[Exercise aim]
The full data must be written out exactly, with every line included.

Source data
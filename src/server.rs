//! Gateway server: listener lifecycle, upgrade interception, dispatch.
//!
//! # Data Flow
//! ```text
//! TCP connection
//!     → head sniff (raw bytes, bounded)
//!     ├── Upgrade + /api → proxy::tunnel (raw splice, no HTTP framing)
//!     └── anything else  → rewind sniffed bytes → hyper/axum service
//!                           ├── /config   → runtime config as JSON
//!                           ├── /api/...  → proxy::forward
//!                           └── fallback  → assets::serve
//! ```
//!
//! # Design Decisions
//! - Upgrades are intercepted before any HTTP framing exists so the
//!   backend's `101` can flow to the client byte-for-byte
//! - Handlers read the backend location through the provider on every
//!   request; the value may change between requests and is never cached

use std::net::SocketAddr;
use std::path::PathBuf;
use std::sync::Arc;

use axum::extract::{Request, State};
use axum::http::{header, HeaderValue};
use axum::response::{IntoResponse, Response};
use axum::routing::any;
use axum::{Json, Router};
use hyper::body::Incoming;
use hyper::server::conn::http1;
use hyper_util::rt::TokioIo;
use tokio::net::{TcpListener, TcpStream};
use tokio::sync::broadcast;
use tokio::task::JoinHandle;
use tower::ServiceExt;
use tower_http::trace::TraceLayer;

use crate::assets;
use crate::config::{ConfigProvider, GatewayConfig};
use crate::net::rewind::RewindStream;
use crate::net::CONNECT_TIMEOUT;
use crate::proxy::{forward, target, tunnel};

/// Shared state injected into request handlers.
#[derive(Clone)]
pub struct GatewayState {
    static_root: Arc<PathBuf>,
    provider: ConfigProvider,
    client: reqwest::Client,
}

/// The embedded HTTP gateway.
pub struct GatewayServer {
    listener: TcpListener,
    local_addr: SocketAddr,
    state: GatewayState,
}

impl GatewayServer {
    /// Bind the listener. Port 0 picks a free ephemeral port; the actual
    /// address is available through [`local_addr`](Self::local_addr).
    pub async fn bind(config: GatewayConfig, provider: ConfigProvider) -> std::io::Result<Self> {
        let listener = TcpListener::bind(config.bind_address()).await?;
        let local_addr = listener.local_addr()?;

        let client = reqwest::Client::builder()
            .redirect(reqwest::redirect::Policy::none())
            .connect_timeout(CONNECT_TIMEOUT)
            .build()
            .map_err(std::io::Error::other)?;

        tracing::info!(
            address = %local_addr,
            static_root = %config.static_root.display(),
            "gateway bound"
        );

        Ok(Self {
            listener,
            local_addr,
            state: GatewayState {
                static_root: Arc::new(config.static_root),
                provider,
                client,
            },
        })
    }

    pub fn local_addr(&self) -> SocketAddr {
        self.local_addr
    }

    /// `http://host:port/` with the actually bound port.
    pub fn base_url(&self) -> String {
        format!("http://{}/", self.local_addr)
    }

    /// Spawn the accept loop and return a handle for stopping it.
    pub fn start(self) -> GatewayHandle {
        let (shutdown_tx, mut shutdown_rx) = broadcast::channel::<()>(1);
        let base_url = self.base_url();
        let local_addr = self.local_addr;
        let listener = self.listener;
        let state = self.state;
        let router = build_router(state.clone());

        let task = tokio::spawn(async move {
            loop {
                tokio::select! {
                    accepted = listener.accept() => {
                        match accepted {
                            Ok((stream, peer)) => {
                                let state = state.clone();
                                let router = router.clone();
                                tokio::spawn(async move {
                                    if let Err(err) = serve_connection(stream, state, router).await {
                                        tracing::debug!(%peer, error = %err, "connection ended with error");
                                    }
                                });
                            }
                            Err(err) => {
                                tracing::warn!(error = %err, "accept failed");
                            }
                        }
                    }
                    _ = shutdown_rx.recv() => {
                        tracing::info!("gateway stopping");
                        break;
                    }
                }
            }
        });

        GatewayHandle {
            base_url,
            local_addr,
            shutdown_tx,
            task,
        }
    }
}

/// Handle to a running gateway. [`close`](Self::close) stops the accept
/// loop; dropping the handle has the same effect.
pub struct GatewayHandle {
    base_url: String,
    local_addr: SocketAddr,
    shutdown_tx: broadcast::Sender<()>,
    task: JoinHandle<()>,
}

impl GatewayHandle {
    pub fn base_url(&self) -> &str {
        &self.base_url
    }

    pub fn local_addr(&self) -> SocketAddr {
        self.local_addr
    }

    /// Stop accepting new connections. Idempotent; closing an already
    /// closed gateway is a no-op. In-flight connections are not drained.
    pub fn close(&self) {
        let _ = self.shutdown_tx.send(());
    }

    /// Wait for the accept loop to finish.
    pub async fn stopped(self) {
        let _ = self.task.await;
    }
}

/// Serve one accepted connection: sniff the first request head, hand
/// upgrades for the proxied namespace to the tunnel, and run everything
/// else through the HTTP service with the sniffed bytes replayed.
async fn serve_connection(
    mut stream: TcpStream,
    state: GatewayState,
    router: Router,
) -> Result<(), Box<dyn std::error::Error + Send + Sync>> {
    let mut sniffed = Vec::new();
    let head_end = tunnel::read_head(&mut stream, &mut sniffed).await?;

    if let Some(head_end) = head_end {
        if let Some(head) = std::str::from_utf8(&sniffed[..head_end])
            .ok()
            .and_then(tunnel::RequestHead::parse)
        {
            if tunnel::wants_tunnel(&head) {
                let early_data = sniffed[head_end..].to_vec();
                let runtime = (state.provider)();
                tunnel::run(stream, head, early_data, runtime).await;
                return Ok(());
            }
        }
    }

    let io = TokioIo::new(RewindStream::new(stream, sniffed));
    let service = hyper::service::service_fn(move |request: Request<Incoming>| {
        router.clone().oneshot(request)
    });
    http1::Builder::new().serve_connection(io, service).await?;
    Ok(())
}

fn build_router(state: GatewayState) -> Router {
    Router::new()
        .route("/", any(dispatch))
        .route("/{*path}", any(dispatch))
        .with_state(state)
        .layer(TraceLayer::new_for_http())
}

/// Classify a request by path: config endpoint, proxied namespace, or
/// static asset.
async fn dispatch(State(state): State<GatewayState>, req: Request) -> Response {
    let path = req.uri().path().to_owned();

    if path == "/config" {
        return config_endpoint(&state);
    }

    if target::is_proxy_path(&path) {
        let runtime = (state.provider)();
        return forward::forward(&state.client, &runtime, req).await;
    }

    assets::serve(&state.static_root, &path).await
}

/// Current backend configuration; never cacheable, so the UI always sees
/// reconfiguration immediately.
fn config_endpoint(state: &GatewayState) -> Response {
    let runtime = (state.provider)();
    let mut response = Json(runtime).into_response();
    response.headers_mut().insert(
        header::CACHE_CONTROL,
        HeaderValue::from_static("no-store"),
    );
    response
}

[Completed task]
filename src/server.rs
//! Gateway server: listener lifecycle, upgrade interception, dispatch.
//!
//! # Data Flow
//! ```text
//! TCP connection
//!     → head sniff (raw bytes, bounded)
//!     ├── Upgrade + /api → proxy::tunnel (raw splice, no HTTP framing)
//!     └── anything else  → rewind sniffed bytes → hyper/axum service
//!                           ├── /config   → runtime config as JSON
//!                           ├── /api/...  → proxy::forward
//!                           └── fallback  → assets::serve
//! ```
//!
//! # Design Decisions
//! - Upgrades are intercepted before any HTTP framing exists so the
//!   backend's `101` can flow to the client byte-for-byte
//! - Handlers read the backend location through the provider on every
//!   request; the value may change between requests and is never cached

use std::net::SocketAddr;
use std::path::PathBuf;
use std::sync::Arc;

use axum::extract::{Request, State};
use axum::http::{header, HeaderValue};
use axum::response::{IntoResponse, Response};
use axum::routing::any;
use axum::{Json, Router};
use hyper::body::Incoming;
use hyper::server::conn::http1;
use hyper_util::rt::TokioIo;
use tokio::net::{TcpListener, TcpStream};
use tokio::sync::broadcast;
use tokio::task::JoinHandle;
use tower::ServiceExt;
use tower_http::trace::TraceLayer;

use crate::assets;
use crate::config::{ConfigProvider, GatewayConfig};
use crate::net::rewind::RewindStream;
use crate::net::CONNECT_TIMEOUT;
use crate::proxy::{forward, target, tunnel};

/// Shared state injected into request handlers.
#[derive(Clone)]
pub struct GatewayState {
    static_root: Arc<PathBuf>,
    provider: ConfigProvider,
    client: reqwest::Client,
}

/// The embedded HTTP gateway.
pub struct GatewayServer {
    listener: TcpListener,
    local_addr: SocketAddr,
    state: GatewayState,
}

impl GatewayServer {
    /// Bind the listener. Port 0 picks a free ephemeral port; the actual
    /// address is available through [`local_addr`](Self::local_addr).
    pub async fn bind(config: GatewayConfig, provider: ConfigProvider) -> std::io::Result<Self> {
        let listener = TcpListener::bind(config.bind_address()).await?;
        let local_addr = listener.local_addr()?;

        let client = reqwest::Client::builder()
            .redirect(reqwest::redirect::Policy::none())
            .connect_timeout(CONNECT_TIMEOUT)
            .build()
            .map_err(std::io::Error::other)?;

        tracing::info!(
            address = %local_addr,
            static_root = %config.static_root.display(),
            "gateway bound"
        );

        Ok(Self {
            listener,
            local_addr,
            state: GatewayState {
                static_root: Arc::new(config.static_root),
                provider,
                client,
            },
        })
    }

    pub fn local_addr(&self) -> SocketAddr {
        self.local_addr
    }

    /// `http://host:port/` with the actually bound port.
    pub fn base_url(&self) -> String {
        format!("http://{}/", self.local_addr)
    }

    /// Spawn the accept loop and return a handle for stopping it.
    pub fn start(self) -> GatewayHandle {
        let (shutdown_tx, mut shutdown_rx) = broadcast::channel::<()>(1);
        let base_url = self.base_url();
        let local_addr = self.local_addr;
        let listener = self.listener;
        let state = self.state;
        let router = build_router(state.clone());

        let task = tokio::spawn(async move {
            loop {
                tokio::select! {
                    accepted = listener.accept() => {
                        match accepted {
                            Ok((stream, peer)) => {
                                let state = state.clone();
                                let router = router.clone();
                                tokio::spawn(async move {
                                    if let Err(err) = serve_connection(stream, state, router).await {
                                        tracing::debug!(%peer, error = %err, "connection ended with error");
                                    }
                                });
                            }
                            Err(err) => {
                                tracing::warn!(error = %err, "accept failed");
                            }
                        }
                    }
                    _ = shutdown_rx.recv() => {
                        tracing::info!("gateway stopping");
                        break;
                    }
                }
            }
        });

        GatewayHandle {
            base_url,
            local_addr,
            shutdown_tx,
            task,
        }
    }
}

/// Handle to a running gateway. [`close`](Self::close) stops the accept
/// loop; dropping the handle has the same effect.
pub struct GatewayHandle {
    base_url: String,
    local_addr: SocketAddr,
    shutdown_tx: broadcast::Sender<()>,
    task: JoinHandle<()>,
}

impl GatewayHandle {
    pub fn base_url(&self) -> &str {
        &self.base_url
    }

    pub fn local_addr(&self) -> SocketAddr {
        self.local_addr
    }

    /// Stop accepting new connections. Idempotent; closing an already
    /// closed gateway is a no-op. In-flight connections are not drained.
    pub fn close(&self) {
        let _ = self.shutdown_tx.send(());
    }

    /// Wait for the accept loop to finish.
    pub async fn stopped(self) {
        let _ = self.task.await;
    }
}

/// Serve one accepted connection: sniff the first request head, hand
/// upgrades for the proxied namespace to the tunnel, and run everything
/// else through the HTTP service with the sniffed bytes replayed.
async fn serve_connection(
    mut stream: TcpStream,
    state: GatewayState,
    router: Router,
) -> Result<(), Box<dyn std::error::Error + Send + Sync>> {
    let mut sniffed = Vec::new();
    let head_end = tunnel::read_head(&mut stream, &mut sniffed).await?;

    if let Some(head_end) = head_end {
        if let Some(head) = std::str::from_utf8(&sniffed[..head_end])
            .ok()
            .and_then(tunnel::RequestHead::parse)
        {
            if tunnel::wants_tunnel(&head) {
                let early_data = sniffed[head_end..].to_vec();
                let runtime = (state.provider)();
                tunnel::run(stream, head, early_data, runtime).await;
                return Ok(());
            }
        }
    }

    let io = TokioIo::new(RewindStream::new(stream, sniffed));
    let service = hyper::service::service_fn(move |request: Request<Incoming>| {
        router.clone().oneshot(request)
    });
    http1::Builder::new().serve_connection(io, service).await?;
    Ok(())
}

fn build_router(state: GatewayState) -> Router {
    Router::new()
        .route("/", any(dispatch))
        .route("/{*path}", any(dispatch))
        .with_state(state)
        .layer(TraceLayer::new_for_http())
}

/// Classify a request by path: config endpoint, proxied namespace, or
/// static asset.
async fn dispatch(State(state): State<GatewayState>, req: Request) -> Response {
    let path = req.uri().path().to_owned();

    if path == "/config" {
        return config_endpoint(&state);
    }

    if target::is_proxy_path(&path) {
        let runtime = (state.provider)();
        return forward::forward(&state.client, &runtime, req).await;
    }

    assets::serve(&state.static_root, &path).await
}

/// Current backend configuration; never cacheable, so the UI always sees
/// reconfiguration immediately.
fn config_endpoint(state: &GatewayState) -> Response {
    let runtime = (state.provider)();
    let mut response = Json(runtime).into_response();
    response.headers_mut().insert(
        header::CACHE_CONTROL,
        HeaderValue::from_static("no-store"),
    );
    response
}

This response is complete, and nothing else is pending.